J’ai eu la chance de bien connaître Paul et de devenir son ami au fil des rencontres et du travail fait ensemble. Pour ses 80 ans, en 1985, j’ai réalisé une série d’entretiens avec lui pour France Culture et, l’année suivante, j’ai publié le premier livre qui lui ait été consacré. En 1991, il m’a fait un grand plaisir en me demandant de préfacer Traits de mémoire, son « autobiographie graphique ». On a encore fait une grande émission ensemble pour France Culture, « le Bon Plaisir de Paul Grimault », qui lui convenait parfaitement puisque c’était une émission conviviale : on invitait autour de lui ses amis Francis Lemarque, Maurice Baquet, ses anciens animateurs, etc.
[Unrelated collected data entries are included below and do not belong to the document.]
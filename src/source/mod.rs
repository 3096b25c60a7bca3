//! Mod catalogs.
//!
//! Each catalog implements [`ModSource`]: resolve a slug to the best
//! compatible [`ArtifactDescriptor`], then fetch that artifact into a
//! directory. The acquisition engine picks the source for an entry by its
//! [`Platform`] tag, never by inspecting the source's concrete type.
//!
//! - [`modrinth`] - the Modrinth v2 API, no authentication
//! - [`curseforge`] - the CurseForge v1 API, API key required

pub mod curseforge;
pub mod modrinth;

pub use curseforge::CurseForgeClient;
pub use modrinth::ModrinthClient;

use crate::config::{ModLoader, Platform};
use crate::error::{Error, Result};
use crate::transfer::stream_download;

use async_trait::async_trait;
use indicatif::ProgressBar;
use reqwest::StatusCode;
use reqwest_middleware::{ClientWithMiddleware, RequestBuilder};
use serde::de::DeserializeOwned;
use std::path::{Path, PathBuf};
use tracing::{info, warn};

/// A concrete downloadable file chosen by a [`ModSource`].
#[derive(Debug, Clone, PartialEq, Eq)]
pub struct ArtifactDescriptor {
    /// Catalog the artifact comes from.
    pub platform: Platform,
    /// Slug the artifact was resolved from.
    pub slug: String,
    /// Identifier of the owning project on its platform.
    pub project_id: String,
    /// Identifier of the file (Modrinth version id, CurseForge file id).
    pub file_id: String,
    /// File name announced by the catalog.
    pub filename: String,
    /// Where the bytes are served from.
    pub url: String,
    /// Compatibility tags declared for game versions.
    pub game_versions: Vec<String>,
    /// Compatibility tags declared for loaders.
    pub loaders: Vec<String>,
    /// Publication date, used to order candidates.
    pub published: String,
}

impl ArtifactDescriptor {
    /// Local path of this artifact inside `output_dir`.
    ///
    /// Only the last component of the announced file name is kept, and
    /// `{slug}.jar` is used when there is none.
    pub fn destination(&self, output_dir: &Path) -> PathBuf {
        match Path::new(&self.filename).file_name() {
            Some(name) => output_dir.join(name),
            None => output_dir.join(format!("{}.jar", self.slug)),
        }
    }
}

/// A catalog mods can be resolved against and fetched from.
#[async_trait]
pub trait ModSource: Send + Sync {
    /// Platform tag this source serves.
    fn platform(&self) -> Platform;

    /// Find the best artifact for `slug` compatible with `game_version` and `loader`.
    async fn resolve(
        &self,
        slug: &str,
        game_version: &str,
        loader: ModLoader,
    ) -> Result<ArtifactDescriptor>;

    /// Download `artifact` into `output_dir` and return the local path.
    async fn fetch(
        &self,
        artifact: &ArtifactDescriptor,
        output_dir: &Path,
        progress: &ProgressBar,
    ) -> Result<PathBuf>;

    /// Resolve then fetch, logging instead of returning the failure.
    ///
    /// `None` means the mod was not found or a transfer failed; the log line
    /// says which.
    async fn download_mod(
        &self,
        slug: &str,
        game_version: &str,
        loader: ModLoader,
        output_dir: &Path,
        progress: &ProgressBar,
    ) -> Option<PathBuf> {
        info!("Searching for '{}' on {}", slug, self.platform());
        let artifact = match self.resolve(slug, game_version, loader).await {
            Ok(artifact) => artifact,
            Err(e) => {
                warn!("{}", error_chain(&e));
                return None;
            }
        };

        info!("Downloading {} from {}", artifact.filename, self.platform());
        match self.fetch(&artifact, output_dir, progress).await {
            Ok(path) => {
                info!("Successfully downloaded {}", artifact.filename);
                Some(path)
            }
            Err(e) => {
                warn!("Error downloading '{}': {}", slug, error_chain(&e));
                None
            }
        }
    }
}

/// Send `request` and decode its JSON body.
///
/// A `404` becomes [`Error::NotFound`] for `slug`; any other failure is an
/// [`Error::Transport`] described by `what`.
pub(crate) async fn get_json<T: DeserializeOwned>(
    request: RequestBuilder,
    slug: &str,
    what: &str,
) -> Result<T> {
    let res = request
        .send()
        .await
        .map_err(|e| Error::transport(format!("Error requesting {} for '{}'", what, slug), e))?;

    if res.status() == StatusCode::NOT_FOUND {
        return Err(Error::not_found(slug, format!("{} does not exist", what)));
    }

    let res = res
        .error_for_status()
        .map_err(|e| Error::transport(format!("Error requesting {} for '{}'", what, slug), e))?;

    res.json::<T>()
        .await
        .map_err(|e| Error::transport(format!("Invalid {} response for '{}'", what, slug), e))
}

/// Fetch step shared by both catalogs.
pub(crate) async fn fetch_artifact(
    client: &ClientWithMiddleware,
    artifact: &ArtifactDescriptor,
    output_dir: &Path,
    progress: &ProgressBar,
) -> Result<PathBuf> {
    let destination = artifact.destination(output_dir);
    stream_download(client, &artifact.url, &destination, progress).await?;
    Ok(destination)
}

/// Render an error together with its sources on one line.
pub fn error_chain(error: &(dyn std::error::Error + 'static)) -> String {
    let mut message = error.to_string();
    let mut source = error.source();
    while let Some(cause) = source {
        message.push_str(": ");
        message.push_str(&cause.to_string());
        source = cause.source();
    }
    message
}
#![allow(dead_code)]

pub mod helpers;
pub mod stub_server;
Et puis, bien plus tard, lorsque j’ai décidé d’écrire ce nouveau livre, Le Roi et l’Oiseau. Voyage au cœur du chef-d’œuvre de Prévert et Grimault, sa famille m’a confié toutes les archives et documents que je souhaitais. C’est ainsi que j’ai pu enrichir cet ouvrage de nombreux inédits : dessins préparatoires, notes de travail, photos de toutes sortes… D’autre part, au cours de toutes ces années, j’ai recueilli les témoignages des collaborateurs de Paul, depuis l’époque Bergère jusqu’à celle du Roi et l’Oiseau. Ainsi, avant l’analyse du film, je propose dans ce livre une exploration de son atelier, de ses méthodes, puis toute une enquête sur sa longue et étonnante réalisation, complétée par les revues de presse des deux versions du film. Celles-ci aussi réservent des surprises !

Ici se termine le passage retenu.